You may ask what taking responsibility or purchasing personal real estate really means; I share perspectives below. Taking responsibility means doing your part irrespective of the environment, the limitations of the collective and as someone succinctly put it, the rigged game. It starts with:

Awareness: put simply, this is consciousness of facts, issues, opportunities, and self. Unawareness can have debilitating impact on career prospects and results. You must groom an understanding of the market and determine what aspects work for you. This is a task that is only beneficial when repeated. The introspection must be continuous, and the changes made, thereafter, must be evidence based. It is a tough task but the more intentional we are about the discovery of our selves at work and pattern our decisions based on this consciousness, the better we are positioned for success.

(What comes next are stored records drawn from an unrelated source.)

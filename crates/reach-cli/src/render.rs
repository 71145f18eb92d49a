//! Plain-text tables for terminal output.

use std::fmt::Write as _;

use reach_core::{
  campaign::{Campaign, CampaignStats},
  customer::{Customer, Order},
  message::CommunicationLog,
  rule::SegmentRule,
  segment::Segment,
};
use serde_json::Value;

const DATE: &str = "%Y-%m-%d %H:%M";

pub fn customers(customers: &[Customer]) -> String {
  let mut out = format!(
    "{:<36}  {:<24}  {:<28}  {:>12}  {:>6}  {}\n",
    "ID", "NAME", "EMAIL", "SPEND", "VISITS", "LAST VISIT"
  );
  for c in customers {
    let last = c
      .last_visit
      .map(|d| d.format(DATE).to_string())
      .unwrap_or_else(|| "never".into());
    let _ = writeln!(
      out,
      "{:<36}  {:<24}  {:<28}  {:>12}  {:>6}  {}",
      c.customer_id,
      truncate(&c.name, 24),
      truncate(&c.email, 28),
      c.total_spend,
      c.visit_count,
      last
    );
  }
  out
}

pub fn orders(orders: &[Order]) -> String {
  let mut out = format!("{:<36}  {:>12}  {:<16}  {}\n", "ID", "AMOUNT", "DATE", "ITEMS");
  for o in orders {
    let _ = writeln!(
      out,
      "{:<36}  {:>12}  {:<16}  {}",
      o.order_id,
      o.amount,
      o.order_date.format(DATE),
      o.items.join(", ")
    );
  }
  out
}

pub fn segments(segments: &[Segment]) -> String {
  let mut out = format!("{:<36}  {:<24}  {:>8}  {}\n", "ID", "NAME", "AUDIENCE", "RULES");
  for s in segments {
    let _ = writeln!(
      out,
      "{:<36}  {:<24}  {:>8}  {}",
      s.segment_id,
      truncate(&s.name, 24),
      s.audience_size,
      rules(&s.rules)
    );
  }
  out
}

/// One-line rendering of a rule chain, e.g.
/// `totalSpend greater_than 10000 OR visitCount lt 5`.
pub fn rules(rules: &[SegmentRule]) -> String {
  if rules.is_empty() {
    return "(everyone)".into();
  }
  let mut out = String::new();
  for (i, rule) in rules.iter().enumerate() {
    if i > 0 {
      let logic = rule
        .logic
        .map(|l| format!("{l:?}").to_uppercase())
        .unwrap_or_else(|| "AND".into());
      let _ = write!(out, " {logic} ");
    }
    let _ = write!(out, "{} {} {}", rule.field, rule.operator, rule.value);
  }
  out
}

pub fn campaigns(campaigns: &[Campaign]) -> String {
  let mut out = format!(
    "{:<36}  {:<24}  {:<7}  {:<9}  {:>8}  {:>6}  {:>7}\n",
    "ID", "NAME", "CHANNEL", "STATUS", "AUDIENCE", "SENT", "RATE"
  );
  for c in campaigns {
    let _ = writeln!(
      out,
      "{:<36}  {:<24}  {:<7}  {:<9}  {:>8}  {:>6}  {:>6.2}%",
      c.campaign_id,
      truncate(&c.name, 24),
      c.channel,
      c.status,
      c.audience_size,
      c.sent_count,
      c.delivery_rate
    );
  }
  out
}

pub fn campaign(c: &Campaign) -> String {
  let when = |d: Option<chrono::DateTime<chrono::Utc>>| {
    d.map(|d| d.format(DATE).to_string()).unwrap_or_else(|| "-".into())
  };
  format!(
    "{name} ({id})\n\
     status:    {status}\n\
     channel:   {channel}\n\
     segment:   {segment}\n\
     message:   {message}\n\
     audience:  {audience}\n\
     sent:      {sent}\n\
     delivered: {delivered}\n\
     failed:    {failed}\n\
     rate:      {rate:.2}%\n\
     launched:  {launched}\n\
     completed: {completed}\n",
    name = c.name,
    id = c.campaign_id,
    status = c.status,
    channel = c.channel,
    segment = c.segment_id,
    message = c.message,
    audience = c.audience_size,
    sent = c.sent_count,
    delivered = c.delivered_count,
    failed = c.failed_count,
    rate = c.delivery_rate,
    launched = when(c.launched_at),
    completed = when(c.completed_at),
  )
}

pub fn logs(logs: &[CommunicationLog]) -> String {
  let mut out = format!("{:<36}  {:<36}  {:<9}  {}\n", "MESSAGE", "CUSTOMER", "STATUS", "DETAIL");
  for l in logs {
    let detail = l.error_reason.as_deref().unwrap_or(&l.message);
    let _ = writeln!(
      out,
      "{:<36}  {:<36}  {:<9}  {}",
      l.message_id,
      l.customer_id,
      l.status,
      truncate(detail, 48)
    );
  }
  out
}

pub fn stats(s: &CampaignStats) -> String {
  format!(
    "sent {} · delivered {} · failed {} · pending {} · rate {:.2}%\n",
    s.sent, s.delivered, s.failed, s.pending, s.delivery_rate
  )
}

/// One aligned line per top-level field of the overview object.
pub fn overview(body: &Value) -> String {
  let mut out = String::new();
  if let Some(fields) = body.as_object() {
    for (key, value) in fields {
      let value = match value {
        Value::String(s) => s.clone(),
        other => other.to_string(),
      };
      let _ = writeln!(out, "{key:<18} {value}");
    }
  }
  out
}

fn truncate(s: &str, width: usize) -> String {
  if s.chars().count() <= width {
    return s.to_owned();
  }
  let mut cut: String = s.chars().take(width.saturating_sub(1)).collect();
  cut.push('…');
  cut
}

Groom competence: We sell experience and expertise. The long-term game requires continuous grooming, knowledge updates, 100% production capacity and the capacity to see the needs of the ecosystem within which we work and work out solutions for them, preferably, in advance. You are not a litigator; you are a problem solver skilled in dispute resolution. These limiting name tags do not aid clarity of interpretation of our roles as they evolve. We are fundamentally problem solvers using law in its various spheres of expression as an instrument.

Network the ecosystem: young lawyers need to coagulate for value whether in small clusters of learning or by setting up organisations that are positioned to build for the future.  Tutelage is essential but it takes different forms, so the networking responsibility is both vertical and horizontal. Horizontal implies building a network of peers who you give value to and derive value from. Peer mentoring is an efficient way to accelerate growth and stashing a resource of skilled peers is an essential resource. Vertical networking cycle has two prongs, there is the prong connected to more experienced lawyers and there is that which seeks to upskill younger lawyers and engage them for value as well. This three-way networking dynamic is the resourceful lawyer’s magic wand and the mentoring value derived therefrom cannot be quantified.

As stated earlier, there are so many gaps to fill and there is no better time than now to plug in your personal.

As is colloquially said, “May the forces go with you” as you launch and venture.

 

 

 


Oyeyemi Aderibigbe is a Senior Associate at Templars. She is also the Chairperson of the Young Lawyers’ Forum of the Nigerian Bar Association, Section on Business Law.